J.Sathaiah vs Apsrtc on 10 June, 2022

Author: G. Sri Devi

Bench: G. Sri Devi

             THE HON'BLE JUSTICE G. SRI DEVI

                M.A.C.M.A. No.1415 of 2014

JUDGMENT:

This appeal is filed by the appellant-claimant aggrieved by the order and decree, dated 19.07.2011 passed in O.P.No.51 of 2009 on the file of the Motor Accidents Claims Tribunal-cum-IV Additional District and Sessions Judge (FTC), Mahabubnagar (for short, the Tribunal).
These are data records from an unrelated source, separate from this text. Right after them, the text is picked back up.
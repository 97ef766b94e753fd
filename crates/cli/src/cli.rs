//! Command-line surface

use std::path::PathBuf;

use clap::{Parser, Subcommand};
use leadflow_domain::constants::MAX_TICKET_SLA_HOURS;
use leadflow_domain::{
    AllocationTotals, DistributionScope, LeadTemperature, RedistributionAction,
    RedistributionFilters, StrategyType, UnitBucket,
};

#[derive(Debug, Parser)]
#[command(name = "leadflow")]
#[command(about = "Lead distribution and claim coordination engine", long_about = None)]
#[command(version)]
pub struct Cli {
    /// Config file (TOML or JSON); otherwise env vars, then probed paths
    #[arg(long, global = true, env = "LEADFLOW_CONFIG")]
    pub config: Option<PathBuf>,

    /// Override the database path from the config
    #[arg(long, global = true)]
    pub db: Option<PathBuf>,

    /// JSON file listing distribution targets
    #[arg(long, global = true, env = "LEADFLOW_TARGETS")]
    pub targets: Option<PathBuf>,

    /// Emit logs as JSON lines
    #[arg(long, global = true)]
    pub log_json: bool,

    #[command(subcommand)]
    pub command: Command,
}

#[derive(Debug, Clone, Subcommand)]
pub enum Command {
    /// Try to capture an escalated lead for an agent
    ClaimLead {
        #[arg(long)]
        lead: String,
        #[arg(long)]
        agent: String,
    },
    /// Split unit totals across distribution targets
    PreviewDistribution {
        #[arg(long)]
        strategy: StrategyType,
        /// Target id, repeatable; order is the tie-break order
        #[arg(long = "target", required = true)]
        target_ids: Vec<String>,
        #[command(flatten)]
        totals: TotalsArgs,
        /// Buckets to distribute, comma separated (default: hot,warm,cold)
        #[arg(long, value_delimiter = ',')]
        scope: Option<Vec<UnitBucket>>,
        #[arg(long)]
        max_per_person: Option<u32>,
    },
    /// Preview a bulk redistribution or archive of an agent's wallet
    PreviewRedistribution {
        #[arg(long)]
        agent: String,
        #[arg(long, default_value = "redistribute")]
        action: RedistributionAction,
        #[arg(long, default_value = "round_robin")]
        strategy: StrategyType,
        #[arg(long = "target")]
        target_ids: Vec<String>,
        /// Temperatures to include, comma separated (default: all)
        #[arg(long, value_delimiter = ',')]
        include: Option<Vec<LeadTemperature>>,
        #[arg(long)]
        max_per_person: Option<u32>,
    },
    /// Hot/warm/cold counts for an agent's wallet
    ShowWallet {
        #[arg(long)]
        agent: String,
    },
    /// Replace the staleness thresholds (days)
    SetThresholds {
        #[arg(long)]
        low: u32,
        #[arg(long)]
        mid: u32,
    },
    ShowThresholds,
    /// Staleness bucket of one lead
    ClassifyLead {
        #[arg(long)]
        lead: String,
    },
    /// SLA status of a ticket from its raw creation timestamp
    ClassifyTicket {
        /// RFC 3339; unparseable values count as overdue
        #[arg(long)]
        created_at: String,
        #[arg(long, value_parser = clap::value_parser!(i64).range(1..=MAX_TICKET_SLA_HOURS))]
        sla_hours: i64,
    },
    /// Insert or refresh leads from a JSON array
    ImportLeads { file: PathBuf },
    /// Arm escalation timers for the pending pool
    RunScheduler {
        /// Reconcile once, wait for due escalations, then exit
        #[arg(long)]
        once: bool,
    },
}

#[derive(Debug, Clone, Copy, Default, clap::Args)]
pub struct TotalsArgs {
    #[arg(long, default_value_t = 0)]
    pub hot: u64,
    #[arg(long, default_value_t = 0)]
    pub warm: u64,
    #[arg(long, default_value_t = 0)]
    pub cold: u64,
    #[arg(long, default_value_t = 0)]
    pub properties: u64,
}

impl From<TotalsArgs> for AllocationTotals {
    fn from(args: TotalsArgs) -> Self {
        Self {
            leads_hot: args.hot,
            leads_warm: args.warm,
            leads_cold: args.cold,
            properties: args.properties,
        }
    }
}

/// Scope from an explicit bucket list; `None` keeps the default scope.
pub fn scope_from(buckets: Option<&[UnitBucket]>) -> DistributionScope {
    let Some(buckets) = buckets else {
        return DistributionScope::default();
    };
    DistributionScope {
        hot: buckets.contains(&UnitBucket::Hot),
        warm: buckets.contains(&UnitBucket::Warm),
        cold: buckets.contains(&UnitBucket::Cold),
        properties: buckets.contains(&UnitBucket::Properties),
    }
}

pub fn filters_from(include: Option<&[LeadTemperature]>) -> RedistributionFilters {
    let Some(include) = include else {
        return RedistributionFilters::default();
    };
    RedistributionFilters {
        hot: include.contains(&LeadTemperature::Hot),
        warm: include.contains(&LeadTemperature::Warm),
        cold: include.contains(&LeadTemperature::Cold),
    }
}
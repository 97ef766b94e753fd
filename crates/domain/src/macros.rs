//! Macro for implementing Display and FromStr for status enums
//!
//! Lead stages, claim outcomes and strategy names all travel as lowercase
//! strings (CLI arguments, SQLite columns, JSON). One macro keeps the mapping
//! in a single place per enum.
//!
//! # Example
//!
//! ```rust
//! use leadflow_domain::impl_domain_status_conversions;
//!
//! #[derive(Debug, Clone, Copy, PartialEq, Eq)]
//! pub enum PoolState {
//!     Open,
//!     Frozen,
//! }
//!
//! impl_domain_status_conversions!(PoolState {
//!     Open => "open",
//!     Frozen => "frozen",
//! });
//!
//! assert_eq!(PoolState::Frozen.to_string(), "frozen");
//! assert_eq!("OPEN".parse::<PoolState>(), Ok(PoolState::Open));
//! ```

/// Implements Display and FromStr traits for status enums
///
/// - Display writes the mapped string
/// - FromStr parses case-insensitively and names the enum in its error
#[macro_export]
macro_rules! impl_domain_status_conversions {
    ($enum_name:ident { $($variant:ident => $str:expr),+ $(,)? }) => {
        impl std::fmt::Display for $enum_name {
            fn fmt(&self, f: &mut std::fmt::Formatter<'_>) -> std::fmt::Result {
                match self {
                    $(Self::$variant => f.write_str($str),)+
                }
            }
        }

        impl std::str::FromStr for $enum_name {
            type Err = String;

            fn from_str(s: &str) -> std::result::Result<Self, Self::Err> {
                match s.trim().to_lowercase().as_str() {
                    $($str => Ok(Self::$variant),)+
                    _ => Err(format!("Invalid {}: {}", stringify!($enum_name), s)),
                }
            }
        }
    };
}
//! In-process threshold store

use std::sync::Arc;

use async_trait::async_trait;
use leadflow_core::ThresholdStore;
use leadflow_domain::{Result as DomainResult, SlaThresholds};
use parking_lot::RwLock;

/// Last write wins; clones share the same value.
#[derive(Debug, Default, Clone)]
pub struct InMemoryThresholdStore {
    current: Arc<RwLock<SlaThresholds>>,
}

impl InMemoryThresholdStore {
    pub fn new(initial: SlaThresholds) -> Self {
        Self { current: Arc::new(RwLock::new(initial)) }
    }
}

#[async_trait]
impl ThresholdStore for InMemoryThresholdStore {
    async fn get_thresholds(&self) -> DomainResult<SlaThresholds> {
        Ok(*self.current.read())
    }

    async fn set_thresholds(&self, thresholds: SlaThresholds) -> DomainResult<()> {
        *self.current.write() = thresholds;
        Ok(())
    }
}
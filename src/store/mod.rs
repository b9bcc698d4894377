//! SQLite-backed settings store.
//!
//! Two tables survive restarts: `archive_channels` (one route per guild)
//! and `excluded_channels` (keyed by channel id, which is globally unique).
//! Every logical operation opens its own connection inside
//! `spawn_blocking`, uses it, and releases it — no long-lived transaction
//! ever spans operations.

use std::path::{Path, PathBuf};

use rusqlite::{params, Connection, OptionalExtension};
use thiserror::Error;

use crate::domain::{ChannelId, GuildId};

/// Errors that can occur talking to the settings store
#[derive(Debug, Error)]
pub enum StoreError {
    #[error("database error: {0}")]
    Sqlite(#[from] rusqlite::Error),

    #[error("database task failed: {0}")]
    Task(#[from] tokio::task::JoinError),

    #[error("IO error: {0}")]
    Io(#[from] std::io::Error),
}

const SCHEMA: &str = "
CREATE TABLE IF NOT EXISTS archive_channels (
    guild_id   INTEGER PRIMARY KEY,
    channel_id INTEGER NOT NULL
);
CREATE TABLE IF NOT EXISTS excluded_channels (
    channel_id INTEGER PRIMARY KEY,
    guild_id   INTEGER NOT NULL
);
";

/// Per-guild configuration as read directly from the store.
///
/// The settings query bypasses the in-memory caches because it needs the
/// per-guild exclusion listing, which the caches do not index by.
#[derive(Debug, Clone, PartialEq, Eq)]
pub struct GuildSettings {
    /// Configured archive channel, if archiving is enabled
    pub archive_channel: Option<ChannelId>,

    /// Channels excluded from archiving in this guild
    pub excluded_channels: Vec<ChannelId>,
}

/// Handle to the SQLite settings database.
#[derive(Debug, Clone)]
pub struct SettingsStore {
    path: PathBuf,
}

impl SettingsStore {
    /// Open the store at the given path, creating the file and schema if
    /// they do not exist yet.
    pub async fn open(path: impl Into<PathBuf>) -> Result<Self, StoreError> {
        let path = path.into();

        if let Some(parent) = path.parent() {
            tokio::fs::create_dir_all(parent).await?;
        }

        let store = Self { path };
        store
            .with_conn(|conn| conn.execute_batch(SCHEMA))
            .await?;
        Ok(store)
    }

    /// Path of the underlying database file
    pub fn path(&self) -> &Path {
        &self.path
    }

    /// Run a closure against a connection scoped to this one operation
    async fn with_conn<T, F>(&self, f: F) -> Result<T, StoreError>
    where
        F: FnOnce(&Connection) -> rusqlite::Result<T> + Send + 'static,
        T: Send + 'static,
    {
        let path = self.path.clone();
        let result = tokio::task::spawn_blocking(move || -> rusqlite::Result<T> {
            let conn = Connection::open(&path)?;
            f(&conn)
        })
        .await?;
        Ok(result?)
    }

    /// Bulk-read all routes for cache rehydration
    pub async fn load_routes(&self) -> Result<Vec<(GuildId, ChannelId)>, StoreError> {
        self.with_conn(|conn| {
            let mut stmt = conn.prepare("SELECT guild_id, channel_id FROM archive_channels")?;
            let rows = stmt.query_map([], |row| {
                Ok((row.get::<_, i64>(0)? as u64, row.get::<_, i64>(1)? as u64))
            })?;
            rows.collect()
        })
        .await
    }

    /// Bulk-read all exclusions for cache rehydration
    pub async fn load_exclusions(&self) -> Result<Vec<(GuildId, ChannelId)>, StoreError> {
        self.with_conn(|conn| {
            let mut stmt = conn.prepare("SELECT guild_id, channel_id FROM excluded_channels")?;
            let rows = stmt.query_map([], |row| {
                Ok((row.get::<_, i64>(0)? as u64, row.get::<_, i64>(1)? as u64))
            })?;
            rows.collect()
        })
        .await
    }

    /// Persist a new route for a guild
    pub async fn insert_route(
        &self,
        guild_id: GuildId,
        channel_id: ChannelId,
    ) -> Result<(), StoreError> {
        self.with_conn(move |conn| {
            conn.execute(
                "INSERT INTO archive_channels (guild_id, channel_id) VALUES (?1, ?2)",
                params![guild_id as i64, channel_id as i64],
            )?;
            Ok(())
        })
        .await
    }

    /// Delete the route for a guild, keyed solely by guild id.
    ///
    /// Returns `true` if a row was deleted.
    pub async fn delete_route(&self, guild_id: GuildId) -> Result<bool, StoreError> {
        self.with_conn(move |conn| {
            let deleted = conn.execute(
                "DELETE FROM archive_channels WHERE guild_id = ?1",
                params![guild_id as i64],
            )?;
            Ok(deleted > 0)
        })
        .await
    }

    /// Persist a new exclusion
    pub async fn insert_exclusion(
        &self,
        guild_id: GuildId,
        channel_id: ChannelId,
    ) -> Result<(), StoreError> {
        self.with_conn(move |conn| {
            conn.execute(
                "INSERT INTO excluded_channels (channel_id, guild_id) VALUES (?1, ?2)",
                params![channel_id as i64, guild_id as i64],
            )?;
            Ok(())
        })
        .await
    }

    /// Delete an exclusion by channel id, returning `true` if it existed
    pub async fn delete_exclusion(&self, channel_id: ChannelId) -> Result<bool, StoreError> {
        self.with_conn(move |conn| {
            let deleted = conn.execute(
                "DELETE FROM excluded_channels WHERE channel_id = ?1",
                params![channel_id as i64],
            )?;
            Ok(deleted > 0)
        })
        .await
    }

    /// Read a guild's archive channel and exclusion list directly from the
    /// database
    pub async fn guild_settings(&self, guild_id: GuildId) -> Result<GuildSettings, StoreError> {
        self.with_conn(move |conn| {
            let archive_channel = conn
                .query_row(
                    "SELECT channel_id FROM archive_channels WHERE guild_id = ?1",
                    params![guild_id as i64],
                    |row| row.get::<_, i64>(0),
                )
                .optional()?
                .map(|id| id as u64);

            let mut stmt = conn.prepare(
                "SELECT channel_id FROM excluded_channels WHERE guild_id = ?1 ORDER BY channel_id",
            )?;
            let excluded_channels = stmt
                .query_map(params![guild_id as i64], |row| {
                    Ok(row.get::<_, i64>(0)? as u64)
                })?
                .collect::<rusqlite::Result<Vec<_>>>()?;

            Ok(GuildSettings {
                archive_channel,
                excluded_channels,
            })
        })
        .await
    }
}
//! Unbounded archival job queue.
//!
//! A thin wrapper over a tokio unbounded MPSC channel. The queue is
//! deliberately unbounded: pin events are rare relative to message volume,
//! and dropping or blocking inbound platform events is worse than letting
//! the queue grow under a burst. Single-consumer is enforced by
//! construction — [`JobReceiver`] is not cloneable and is moved into the
//! worker loop.

use tokio::sync::mpsc;

use crate::domain::ArchiveJob;

/// Create a connected sender/receiver pair
pub fn channel() -> (JobSender, JobReceiver) {
    let (tx, rx) = mpsc::unbounded_channel();
    (JobSender { tx }, JobReceiver { rx })
}

/// Producer half of the queue; cheap to clone, safe to use from
/// concurrently running event handlers.
#[derive(Debug, Clone)]
pub struct JobSender {
    tx: mpsc::UnboundedSender<ArchiveJob>,
}

impl JobSender {
    /// Enqueue a job without blocking.
    ///
    /// Returns `false` only if the receiver side is gone, which means the
    /// worker has shut down and the job will never be processed.
    pub fn enqueue(&self, job: ArchiveJob) -> bool {
        self.tx.send(job).is_ok()
    }
}

/// Consumer half of the queue; owned exclusively by the worker loop.
#[derive(Debug)]
pub struct JobReceiver {
    rx: mpsc::UnboundedReceiver<ArchiveJob>,
}

impl JobReceiver {
    /// Wait for the next job. Returns `None` once all senders are dropped
    /// and the queue is drained.
    pub async fn next(&mut self) -> Option<ArchiveJob> {
        self.rx.recv().await
    }

    /// Take the next job only if one is already queued
    pub fn try_next(&mut self) -> Option<ArchiveJob> {
        self.rx.try_recv().ok()
    }
}
//! Delivery gateway interfaces.
//!
//! The archival pipeline talks to the chat platform only through these
//! traits: resolve a channel id to a sendable text channel, send a record
//! into it, and list the pinned messages it holds. The production
//! implementation is the Discord REST client in [`discord`]; tests swap in
//! an in-memory mock.

pub mod discord;

use std::sync::Arc;

use async_trait::async_trait;
use thiserror::Error;

use crate::archive::format::ArchiveRecord;
use crate::domain::{ChannelId, GuildId, Message};

// Re-export the production implementation
pub use discord::DiscordRestGateway;

/// Errors surfaced by gateway calls
#[derive(Debug, Error)]
pub enum GatewayError {
    #[error("HTTP error: {0}")]
    Http(#[from] reqwest::Error),

    #[error("API error (status {status}): {message}")]
    Api { status: u16, message: String },

    #[error("malformed API payload: {0}")]
    Payload(String),
}

/// Resolves channel ids to sendable channels.
#[async_trait]
pub trait DeliveryGateway: Send + Sync {
    /// Resolve a channel id.
    ///
    /// Returns `Ok(None)` when the channel does not exist or is not a
    /// sendable text channel — callers treat that as a routing miss, not
    /// an error.
    async fn resolve_channel(
        &self,
        channel_id: ChannelId,
    ) -> Result<Option<Arc<dyn TextChannel>>, GatewayError>;
}

/// A resolved, sendable text channel.
#[async_trait]
pub trait TextChannel: Send + Sync {
    /// The guild this channel belongs to
    fn guild_id(&self) -> GuildId;

    /// Deliver an archival record into the channel
    async fn send_record(&self, record: &ArchiveRecord) -> Result<(), GatewayError>;

    /// List the channel's currently pinned messages, in the order the
    /// platform returns them
    async fn pinned_messages(&self) -> Result<Vec<Message>, GatewayError>;
}
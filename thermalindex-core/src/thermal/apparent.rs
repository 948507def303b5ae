//! Apparent Temperature (Australian Bureau of Meteorology)
//!
//! ## Physics Background
//!
//! Steadman's apparent temperature (1994) estimates the temperature a person
//! would feel in the shade, combining air temperature, water vapour pressure
//! and wind. The Bureau of Meteorology publishes two forms:
//!
//! ```text
//! Without radiation:  AT = Ta + 0.33·e − 0.70·ws − 4.00
//! With radiation:     AT = Ta + 0.348·e − 0.70·ws + 0.70·Q/(ws + 10) − 4.25
//!
//! Ta  dry-bulb temperature (°C)
//! e   water vapour pressure (hPa)
//! ws  wind speed at 10 m (m/s)
//! Q   net radiation absorbed per unit area of body surface (W/m²)
//! ```
//!
//! With air speed 0 the first form works well for indoor spaces, which is
//! why absent air speed means still air here.
//!
//! ## Radiation Branch
//!
//! The radiation form implemented here is
//!
//! ```text
//! AT = Ta + 0.348·e − 0.7·(0.7·Q/(ws + 10)) − 4.25
//! ```
//!
//! The radiation term carries two 0.7 factors, is subtracted, and the
//! `−0.70·ws` term is absent. This does not match the published equation but
//! is kept so results agree with existing deployments of this calculation.
//! Treat values from this branch with care until it is checked against the
//! Bureau's reference.
//!
//! Source: http://www.bom.gov.au/info/thermal_stress/

use crate::constants::comfort::{DEFAULT_RELATIVE_HUMIDITY_PCT, STILL_AIR_SPEED_M_PER_S};
use crate::constants::physics::PA_PER_HPA;
use crate::errors::ThermalResult;
use crate::temperature::Temperature;

use super::{Conditions, Thermal};

impl Thermal {
    /// Apparent temperature in °C.
    ///
    /// Air speed defaults to still air, humidity to 50% (see
    /// [`Thermal::pressure_vapor`]). Never fails.
    pub fn apparent_temperature(&self) -> ThermalResult<Temperature> {
        let conditions = self.conditions();
        let celsius = self.temperature.celsius();
        let air_speed = conditions.air_speed.unwrap_or(STILL_AIR_SPEED_M_PER_S);
        let vapor_hpa = vapor_pressure(&self.temperature, &conditions) / PA_PER_HPA;

        let apparent = match conditions.net_radiation_absorbed {
            Some(radiation) => {
                log_trace!("Apparent temperature: radiation branch, Q = {} W/m²", radiation);
                celsius + 0.348 * vapor_hpa - 0.7 * (0.7 * radiation / (air_speed + 10.0)) - 4.25
            }
            None => celsius + 0.33 * vapor_hpa - 0.7 * air_speed - 4.00,
        };

        Ok(Temperature::from_celsius(apparent))
    }

    /// Partial pressure of water vapour in the air (Pa).
    ///
    /// Humidity of 50% is assumed when none is set or when it is exactly 0.
    /// The options are not modified.
    pub fn pressure_vapor(&self) -> f64 {
        vapor_pressure(&self.temperature, &self.conditions())
    }
}

fn vapor_pressure(temperature: &Temperature, conditions: &Conditions) -> f64 {
    let humidity = match conditions.relative_humidity {
        Some(humidity) if humidity != 0.0 => humidity,
        _ => {
            log_debug!(
                "No usable relative humidity, assuming {}%",
                DEFAULT_RELATIVE_HUMIDITY_PCT
            );
            DEFAULT_RELATIVE_HUMIDITY_PCT
        }
    };
    humidity / 100.0 * temperature.saturation_vapor_pressure()
}

#[cfg(test)]
mod tests {
    use super::*;
    use crate::thermal::Parameter;

    fn close(actual: f64, expected: f64) -> bool {
        (actual - expected).abs() < 1e-9
    }

    #[test]
    fn still_air_matches_formula() {
        let thermal = Thermal::new(Temperature::from_celsius(25.0)).humidity(60.0);

        let e_hpa = 0.6 * 610.5 * libm::exp(17.27 * 25.0 / (237.7 + 25.0)) / 100.0;
        let expected = 25.0 + 0.33 * e_hpa - 4.0;

        let at = thermal.apparent_temperature().unwrap();
        assert!(close(at.celsius(), expected));
        assert!((at.celsius() - 27.253_427).abs() < 1e-6);
    }

    #[test]
    fn wind_cools() {
        let calm = Thermal::new(Temperature::from_celsius(25.0)).humidity(60.0);
        let windy = calm.relative_air_speed(4.0);

        let delta = calm.apparent_temperature().unwrap().celsius()
            - windy.apparent_temperature().unwrap().celsius();
        assert!(close(delta, 0.7 * 4.0));
    }

    #[test]
    fn exertion_increases_effective_wind() {
        let walking = Thermal::new(Temperature::from_celsius(25.0))
            .humidity(60.0)
            .metabolic_rate(2.0)
            .relative_air_speed(1.0);
        let standing = Thermal::new(Temperature::from_celsius(25.0))
            .humidity(60.0)
            .relative_air_speed(1.3);

        assert!(close(
            walking.apparent_temperature().unwrap().celsius(),
            standing.apparent_temperature().unwrap().celsius()
        ));
    }

    #[test]
    fn radiation_branch_keeps_double_coefficient() {
        let thermal = Thermal::new(Temperature::from_celsius(30.0))
            .humidity(50.0)
            .relative_air_speed(2.0)
            .net_radiation_absorbed(100.0);

        let at = thermal.apparent_temperature().unwrap();
        assert!((at.celsius() - 29.024_633).abs() < 1e-6);
    }

    #[test]
    fn missing_humidity_assumes_fifty_percent() {
        let unset = Thermal::new(Temperature::from_celsius(25.0));
        let zero = unset.humidity(0.0);
        let fifty = unset.humidity(50.0);

        assert_eq!(unset.apparent_temperature(), fifty.apparent_temperature());
        assert_eq!(zero.apparent_temperature(), fifty.apparent_temperature());
        assert!((unset.apparent_temperature().unwrap().celsius() - 26.211_189).abs() < 1e-6);
    }

    #[test]
    fn pressure_vapor_is_pure() {
        let thermal = Thermal::new(Temperature::from_celsius(20.0)).humidity(0.0);

        let first = thermal.pressure_vapor();
        let second = thermal.pressure_vapor();

        assert_eq!(first, second);
        assert!(close(first, 0.5 * thermal.temperature().saturation_vapor_pressure()));
        assert_eq!(thermal.options().get(Parameter::RelativeHumidity), Some(0.0));
    }

    #[test]
    fn nonsense_inputs_stay_finite() {
        let thermal = Thermal::new(Temperature::from_celsius(35.0))
            .humidity(-20.0)
            .relative_air_speed(-3.0);

        assert!(thermal.apparent_temperature().unwrap().celsius().is_finite());
    }
}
2. Brief facts of the case are that the appellant filed a petition under Section 166 of the Motor Vehicles Act claiming compensation of Rs.50,000/- against the respondents for the injuries sustained by him in a motor vehicle accident. It is stated that on 21.04.2007 the claimant boarded auto bearing No.AP 22 W 0739 in order to go to Moosapet and when the said auto reached within the limits of Pothulamadugu Village, one R.T.C. bus bearing No.AP 28 Z 737 driven by its driver in a rash and negligent manner at high speed and while overtaking the auto dashed the auto, due to which the auto hit to a road 2 GSD, J Macma_1415_2014 side bridge and the claimant and other inmates of the auto sustained injuries. Since the accident occurred due to the rash and negligent driving of the driver of the RTC bus, the claimant filed the aforesaid O.P. against the Road Transport Corporation.

3. Before the Tribunal, the respondent filed counter denying the averments of the claim petition including the involvement of the bus, injuries sustained by the claimant and also the age, avocation and income of the claimant. It is specifically contended that the accident occurred only due to the negligence of the driver of the auto and the claim-petition is bad for non-joinder of necessary parties.

4. Basing on the above pleadings, the following issues are framed before the Tribunal:-

1) Whether the petitioner sustained injuries in the accident occurred on 21.04.2007 on N.H.No.7 in the village limits of Pothulamadugu due to rash and negligent driving of the driver of R.T.C. bus bearing No.AP 28 Z 737?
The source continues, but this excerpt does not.